RECORDS TO PROCESS>
use std::collections::{HashMap, VecDeque};
use std::sync::Arc;

use async_trait::async_trait;
use tokio_util::sync::CancellationToken;

use crate::error::SqlFluentDbError;
use crate::scalar::{FromDbValue, convert_scalar};
use crate::types::DbValue;

/// Column layout of an open result cursor.
///
/// Cheap to clone: names and the lookup cache are shared.
#[derive(Debug, Clone, Default)]
pub struct ResultSchema {
    column_names: Arc<Vec<String>>,
    // Internal cache for faster column lookups
    column_index_cache: Arc<HashMap<String, usize>>,
}

impl ResultSchema {
    #[must_use]
    pub fn new(column_names: Vec<String>) -> Self {
        let cache = column_names
            .iter()
            .enumerate()
            .map(|(i, name)| (name.clone(), i))
            .collect::<HashMap<_, _>>();
        Self {
            column_names: Arc::new(column_names),
            column_index_cache: Arc::new(cache),
        }
    }

    #[must_use]
    pub fn len(&self) -> usize {
        self.column_names.len()
    }

    #[must_use]
    pub fn is_empty(&self) -> bool {
        self.column_names.is_empty()
    }

    #[must_use]
    pub fn column_names(&self) -> &[String] {
        &self.column_names
    }

    #[must_use]
    pub fn name(&self, ordinal: usize) -> Option<&str> {
        self.column_names.get(ordinal).map(String::as_str)
    }

    /// Ordinal of a column, exact match first, then case-insensitive.
    ///
    /// # Errors
    /// Returns `SqlFluentDbError::OutOfRange` if no column has that name.
    pub fn ordinal(&self, column_name: &str) -> Result<usize, SqlFluentDbError> {
        if let Some(&idx) = self.column_index_cache.get(column_name) {
            return Ok(idx);
        }
        self.column_names
            .iter()
            .position(|col| col.eq_ignore_ascii_case(column_name))
            .ok_or_else(|| {
                SqlFluentDbError::out_of_range(column_name, "no column with that name in the result")
            })
    }
}

/// Read access to the current row of a cursor.
pub trait Record {
    fn schema(&self) -> &ResultSchema;

    /// Value at `ordinal`.
    ///
    /// # Errors
    /// Returns `SqlFluentDbError::OutOfRange` for a bad ordinal, or a provider error if the
    /// driver cannot decode the value.
    fn value(&self, ordinal: usize) -> Result<DbValue, SqlFluentDbError>;
}

impl dyn Record + '_ {
    /// Typed, nullable value at `ordinal`.
    ///
    /// # Errors
    /// Returns `SqlFluentDbError::Cast` if the value is not convertible to `T`.
    pub fn get<T: FromDbValue>(&self, ordinal: usize) -> Result<Option<T>, SqlFluentDbError> {
        convert_scalar(self.value(ordinal)?)
    }

    /// Typed value by column name.
    ///
    /// # Errors
    /// Returns an error if the column is missing or the value is not convertible.
    pub fn get_by_name<T: FromDbValue>(&self, column: &str) -> Result<Option<T>, SqlFluentDbError> {
        let ordinal = self.schema().ordinal(column)?;
        self.get(ordinal)
    }

    /// # Errors
    /// Returns an error if the ordinal is out of range or the driver fails to decode.
    pub fn is_null(&self, ordinal: usize) -> Result<bool, SqlFluentDbError> {
        Ok(self.value(ordinal)?.is_null())
    }
}

/// Target a provider streams rows into on the synchronous read path.
pub trait RowSink {
    /// Called once, before any row, with the cursor's columns.
    ///
    /// # Errors
    /// Errors abort the read and propagate to the caller.
    fn columns(&mut self, schema: &ResultSchema) -> Result<(), SqlFluentDbError>;

    /// Called once per row. Return `Ok(false)` to stop reading.
    ///
    /// # Errors
    /// Errors abort the read and propagate to the caller.
    fn row(&mut self, record: &dyn Record) -> Result<bool, SqlFluentDbError>;
}

/// Forward-only cursor returned by the asynchronous read path.
#[async_trait]
pub trait RowCursor: Send {
    fn schema(&self) -> &ResultSchema;

    /// Advance to the next row. `Ok(false)` once the cursor is exhausted.
    ///
    /// # Errors
    /// Returns `SqlFluentDbError::Cancelled` if `cancel` fires, or a provider error.
    async fn advance(&mut self, cancel: &CancellationToken) -> Result<bool, SqlFluentDbError>;

    /// The row the cursor is positioned on, if any.
    fn current(&self) -> Option<&dyn Record>;
}

/// One materialised row.
#[derive(Debug, Clone)]
pub struct BufferedRecord {
    schema: ResultSchema,
    values: Vec<DbValue>,
}

impl BufferedRecord {
    #[must_use]
    pub fn new(schema: ResultSchema, values: Vec<DbValue>) -> Self {
        Self { schema, values }
    }

    #[must_use]
    pub fn values(&self) -> &[DbValue] {
        &self.values
    }
}

impl Record for BufferedRecord {
    fn schema(&self) -> &ResultSchema {
        &self.schema
    }

    fn value(&self, ordinal: usize) -> Result<DbValue, SqlFluentDbError> {
        self.values.get(ordinal).cloned().ok_or_else(|| {
            SqlFluentDbError::out_of_range("ordinal", format!("column {ordinal} does not exist"))
        })
    }
}

/// Cursor over rows that are already in memory, such as scripted results.
#[derive(Debug, Default)]
pub struct BufferedCursor {
    schema: ResultSchema,
    pending: VecDeque<Vec<DbValue>>,
    current: Option<BufferedRecord>,
}

impl BufferedCursor {
    #[must_use]
    pub fn new(schema: ResultSchema, rows: Vec<Vec<DbValue>>) -> Self {
        Self {
            schema,
            pending: rows.into(),
            current: None,
        }
    }
}

#[async_trait]
impl RowCursor for BufferedCursor {
    fn schema(&self) -> &ResultSchema {
        &self.schema
    }

    async fn advance(&mut self, cancel: &CancellationToken) -> Result<bool, SqlFluentDbError> {
        if cancel.is_cancelled() {
            return Err(SqlFluentDbError::Cancelled);
        }
        self.current = self
            .pending
            .pop_front()
            .map(|values| BufferedRecord::new(self.schema.clone(), values));
        Ok(self.current.is_some())
    }

    fn current(&self) -> Option<&dyn Record> {
        self.current.as_ref().map(|r| r as &dyn Record)
    }
}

EXERCISE BRIEF> Each record above needs to be given again exactly as written.

SOLUTION TO THIS EXERCISE>
use std::collections::{HashMap, VecDeque};
use std::sync::Arc;

use async_trait::async_trait;
use tokio_util::sync::CancellationToken;

use crate::error::SqlFluentDbError;
use crate::scalar::{FromDbValue, convert_scalar};
use crate::types::DbValue;

/// Column layout of an open result cursor.
///
/// Cheap to clone: names and the lookup cache are shared.
#[derive(Debug, Clone, Default)]
pub struct ResultSchema {
    column_names: Arc<Vec<String>>,
    // Internal cache for faster column lookups
    column_index_cache: Arc<HashMap<String, usize>>,
}

impl ResultSchema {
    #[must_use]
    pub fn new(column_names: Vec<String>) -> Self {
        let cache = column_names
            .iter()
            .enumerate()
            .map(|(i, name)| (name.clone(), i))
            .collect::<HashMap<_, _>>();
        Self {
            column_names: Arc::new(column_names),
            column_index_cache: Arc::new(cache),
        }
    }

    #[must_use]
    pub fn len(&self) -> usize {
        self.column_names.len()
    }

    #[must_use]
    pub fn is_empty(&self) -> bool {
        self.column_names.is_empty()
    }

    #[must_use]
    pub fn column_names(&self) -> &[String] {
        &self.column_names
    }

    #[must_use]
    pub fn name(&self, ordinal: usize) -> Option<&str> {
        self.column_names.get(ordinal).map(String::as_str)
    }

    /// Ordinal of a column, exact match first, then case-insensitive.
    ///
    /// # Errors
    /// Returns `SqlFluentDbError::OutOfRange` if no column has that name.
    pub fn ordinal(&self, column_name: &str) -> Result<usize, SqlFluentDbError> {
        if let Some(&idx) = self.column_index_cache.get(column_name) {
            return Ok(idx);
        }
        self.column_names
            .iter()
            .position(|col| col.eq_ignore_ascii_case(column_name))
            .ok_or_else(|| {
                SqlFluentDbError::out_of_range(column_name, "no column with that name in the result")
            })
    }
}

/// Read access to the current row of a cursor.
pub trait Record {
    fn schema(&self) -> &ResultSchema;

    /// Value at `ordinal`.
    ///
    /// # Errors
    /// Returns `SqlFluentDbError::OutOfRange` for a bad ordinal, or a provider error if the
    /// driver cannot decode the value.
    fn value(&self, ordinal: usize) -> Result<DbValue, SqlFluentDbError>;
}

impl dyn Record + '_ {
    /// Typed, nullable value at `ordinal`.
    ///
    /// # Errors
    /// Returns `SqlFluentDbError::Cast` if the value is not convertible to `T`.
    pub fn get<T: FromDbValue>(&self, ordinal: usize) -> Result<Option<T>, SqlFluentDbError> {
        convert_scalar(self.value(ordinal)?)
    }

    /// Typed value by column name.
    ///
    /// # Errors
    /// Returns an error if the column is missing or the value is not convertible.
    pub fn get_by_name<T: FromDbValue>(&self, column: &str) -> Result<Option<T>, SqlFluentDbError> {
        let ordinal = self.schema().ordinal(column)?;
        self.get(ordinal)
    }

    /// # Errors
    /// Returns an error if the ordinal is out of range or the driver fails to decode.
    pub fn is_null(&self, ordinal: usize) -> Result<bool, SqlFluentDbError> {
        Ok(self.value(ordinal)?.is_null())
    }
}

/// Target a provider streams rows into on the synchronous read path.
pub trait RowSink {
    /// Called once, before any row, with the cursor's columns.
    ///
    /// # Errors
    /// Errors abort the read and propagate to the caller.
    fn columns(&mut self, schema: &ResultSchema) -> Result<(), SqlFluentDbError>;

    /// Called once per row. Return `Ok(false)` to stop reading.
    ///
    /// # Errors
    /// Errors abort the read and propagate to the caller.
    fn row(&mut self, record: &dyn Record) -> Result<bool, SqlFluentDbError>;
}

/// Forward-only cursor returned by the asynchronous read path.
#[async_trait]
pub trait RowCursor: Send {
    fn schema(&self) -> &ResultSchema;

    /// Advance to the next row. `Ok(false)` once the cursor is exhausted.
    ///
    /// # Errors
    /// Returns `SqlFluentDbError::Cancelled` if `cancel` fires, or a provider error.
    async fn advance(&mut self, cancel: &CancellationToken) -> Result<bool, SqlFluentDbError>;

    /// The row the cursor is positioned on, if any.
    fn current(&self) -> Option<&dyn Record>;
}

/// One materialised row.
#[derive(Debug, Clone)]
pub struct BufferedRecord {
    schema: ResultSchema,
    values: Vec<DbValue>,
}

impl BufferedRecord {
    #[must_use]
    pub fn new(schema: ResultSchema, values: Vec<DbValue>) -> Self {
        Self { schema, values }
    }

    #[must_use]
    pub fn values(&self) -> &[DbValue] {
        &self.values
    }
}

impl Record for BufferedRecord {
    fn schema(&self) -> &ResultSchema {
        &self.schema
    }

    fn value(&self, ordinal: usize) -> Result<DbValue, SqlFluentDbError> {
        self.values.get(ordinal).cloned().ok_or_else(|| {
            SqlFluentDbError::out_of_range("ordinal", format!("column {ordinal} does not exist"))
        })
    }
}

/// Cursor over rows that are already in memory, such as scripted results.
#[derive(Debug, Default)]
pub struct BufferedCursor {
    schema: ResultSchema,
    pending: VecDeque<Vec<DbValue>>,
    current: Option<BufferedRecord>,
}

impl BufferedCursor {
    #[must_use]
    pub fn new(schema: ResultSchema, rows: Vec<Vec<DbValue>>) -> Self {
        Self {
            schema,
            pending: rows.into(),
            current: None,
        }
    }
}

#[async_trait]
impl RowCursor for BufferedCursor {
    fn schema(&self) -> &ResultSchema {
        &self.schema
    }

    async fn advance(&mut self, cancel: &CancellationToken) -> Result<bool, SqlFluentDbError> {
        if cancel.is_cancelled() {
            return Err(SqlFluentDbError::Cancelled);
        }
        self.current = self
            .pending
            .pop_front()
            .map(|values| BufferedRecord::new(self.schema.clone(), values));
        Ok(self.current.is_some())
    }

    fn current(&self) -> Option<&dyn Record> {
        self.current.as_ref().map(|r| r as &dyn Record)
    }
}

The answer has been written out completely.